Genesis 45
Haydock Catholic Bible Commentary
Weeping, with a loud cry, being unable to restrain himself. The servants, who were in the adjoining apartments, heard this cry and declaration of Joseph, acknowledging one common father with these men; and they presently conveyed the intelligence to the king. (Haydock)

Nearer; that no one might hear what he was going to say respecting their fault. (Menochius) --- It is thus we ought to treat those who have injured us. He excuses his brethren as much as possible. (Haydock) See chap. l. 20.

Hard. Hebrew, "Be not indignant in your eyes." Perhaps he was afraid, lest they should begin to accuse one another, as the authors of the deed, and thus disturb the harmony of this reconciliation. He perfectly understands the conduct of divine Providence, which can draw good out of evil, and cause even the malice of men to co-operate in the execution of his designs. (Calmet) --- God did not sanction or will this malice, as Calvin, &c., impiously assert. (Tirinus)

Reaping, as in common years, thought he places near the Nile might produce some little; (Menochius) and hence the Egyptians ask Joseph for seed, chap. xlvii. 19. (Calmet)

Counsel. Joseph's brethren had no design of elevating him to so high a dignity; but God's will directed Pharao to appoint him his counsellor or prime minister. His father. (Haydock) --- So the Roman emperors styled the prefects of the Prætorium, and the Caliphs their chief minister. (Calmet)

Gessen, to the north-east of Egypt, near me, at Tanis, in the Delta and near the promised land, being a part of Arabia. (Haydock) --- Heliopolis, where many suppose Joseph resided, is situated in the same canton, and was one of the chief cities after Ramesse, the capital, chap. xlvi. 28. This country is often refreshed by showers of rain, (Calmet) which never falls in most parts of Egypt.
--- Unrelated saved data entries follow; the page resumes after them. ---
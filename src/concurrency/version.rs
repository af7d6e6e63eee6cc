//! Committed version chains for snapshot isolation.
//!
//! The heap always holds the newest committed state of every row; this store
//! keeps the recent history on top of it. Each commit publishes the row's
//! new image (or its deletion) here, seeding the chain with the pre-existing
//! heap state on first touch so older snapshots keep a version to read.
//!
//! A reader asks `visible(key, snapshot)`: the answer is the newest version
//! at or below the snapshot, `Visibility::Deleted` when that version is a
//! tombstone, or `Visibility::Unknown` when the key has no chain at all and
//! the heap row (with its stored commit timestamp) decides.
//!
//! Garbage collection prunes versions no snapshot can reach: everything
//! older than the oldest active snapshot except the newest such version,
//! and whole chains whose newest version is itself that old (the heap copy
//! answers for them).

use crate::catalog::TableId;
use crate::concurrency::timestamp::Timestamp;
use parking_lot::RwLock;
use std::collections::HashMap;

pub type VersionKey = (TableId, u64);

#[derive(Debug, Clone)]
struct Version {
    commit_ts: Timestamp,
    /// Serialized values; `None` is a deletion tombstone.
    image: Option<Vec<u8>>,
}

/// What the version store knows about a key at some snapshot.
#[derive(Debug, Clone, PartialEq)]
pub enum Visibility {
    /// This image is the visible version.
    Row(Vec<u8>),
    /// The row is visibly absent (deleted, or created after the snapshot).
    Deleted,
    /// No chain for this key; consult the heap.
    Unknown,
}

#[derive(Default)]
pub struct VersionManager {
    chains: RwLock<HashMap<VersionKey, Vec<Version>>>,
}

impl VersionManager {
    pub fn new() -> Self {
        Self::default()
    }

    /// Publishes a committed version. `base` carries the pre-existing heap
    /// state captured when the writing transaction first touched the key;
    /// it seeds the chain so concurrent older snapshots stay consistent.
    pub fn publish(
        &self,
        key: VersionKey,
        base: Option<(Timestamp, Option<Vec<u8>>)>,
        commit_ts: Timestamp,
        image: Option<Vec<u8>>,
    ) {
        let mut chains = self.chains.write();
        let chain = chains.entry(key).or_default();
        if chain.is_empty() {
            if let Some((base_ts, base_image)) = base {
                chain.push(Version {
                    commit_ts: base_ts,
                    image: base_image,
                });
            }
        }
        chain.push(Version { commit_ts, image });
    }

    pub fn visible(&self, key: &VersionKey, snapshot: Timestamp) -> Visibility {
        let chains = self.chains.read();
        let Some(chain) = chains.get(key) else {
            return Visibility::Unknown;
        };
        // Versions are appended in commit order; walk from the newest.
        for version in chain.iter().rev() {
            if version.commit_ts <= snapshot {
                return match &version.image {
                    Some(bytes) => Visibility::Row(bytes.clone()),
                    None => Visibility::Deleted,
                };
            }
        }
        // Every version postdates the snapshot: the row did not exist yet.
        Visibility::Deleted
    }

    /// Newest committed timestamp for a key; the commit-time conflict check.
    pub fn latest_commit_ts(&self, key: &VersionKey) -> Option<Timestamp> {
        self.chains
            .read()
            .get(key)
            .and_then(|chain| chain.last())
            .map(|v| v.commit_ts)
    }

    /// Per-row visibility overlay for one table, used by scans to adjust
    /// heap rows and to resurrect rows deleted after the snapshot.
    pub fn table_overlay(
        &self,
        table: TableId,
        snapshot: Timestamp,
    ) -> HashMap<u64, Visibility> {
        let chains = self.chains.read();
        chains
            .iter()
            .filter(|((t, _), _)| *t == table)
            .map(|((_, row_id), _)| {
                (*row_id, self.visible_locked(&chains, &(table, *row_id), snapshot))
            })
            .collect()
    }

    fn visible_locked(
        &self,
        chains: &HashMap<VersionKey, Vec<Version>>,
        key: &VersionKey,
        snapshot: Timestamp,
    ) -> Visibility {
        let Some(chain) = chains.get(key) else {
            return Visibility::Unknown;
        };
        for version in chain.iter().rev() {
            if version.commit_ts <= snapshot {
                return match &version.image {
                    Some(bytes) => Visibility::Row(bytes.clone()),
                    None => Visibility::Deleted,
                };
            }
        }
        Visibility::Deleted
    }

    /// Reclaims versions invisible to every active and future snapshot.
    pub fn gc(&self, oldest_active: Timestamp) {
        let mut chains = self.chains.write();
        chains.retain(|_, chain| {
            // Keep the newest version at or below the horizon, drop the rest
            // below it.
            let keep_from = chain
                .iter()
                .rposition(|v| v.commit_ts <= oldest_active)
                .unwrap_or(0);
            chain.drain(..keep_from);
            // If even the newest version is below the horizon, the heap copy
            // alone serves every reachable snapshot.
            !(chain.len() == 1 && chain[0].commit_ts <= oldest_active)
        });
    }

    pub fn remove_table(&self, table: TableId) {
        self.chains.write().retain(|(t, _), _| *t != table);
    }

    pub fn chain_count(&self) -> usize {
        self.chains.read().len()
    }

    pub fn version_count(&self) -> usize {
        self.chains.read().values().map(|c| c.len()).sum()
    }
}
It is intersected by many canals, and is very rich and proper for pasturage. (Haydock)

Perish. Hebrew, be reduced to poverty. He fed them like the priests, chap. xlvii. 12, 22. (Calmet)

My mouth. You now recognize my features and my speech; particularly you, my dear Benjamin. (Haydock) --- I speak no longer by an interpreter. (Menochius)

Family, and courtiers. They were all so enraptured with Joseph's conduct, that they rejoiced in whatever gave him pleasure. (Menochius) --- They thought, perhaps, that his relations would resemble him, and be of service to Egypt. (Haydock)

Marrow; which is an emphatical expression, to signify the best things of Egypt, Chaldean. Hebrew, "the fat, or the cream of the land." (Calmet)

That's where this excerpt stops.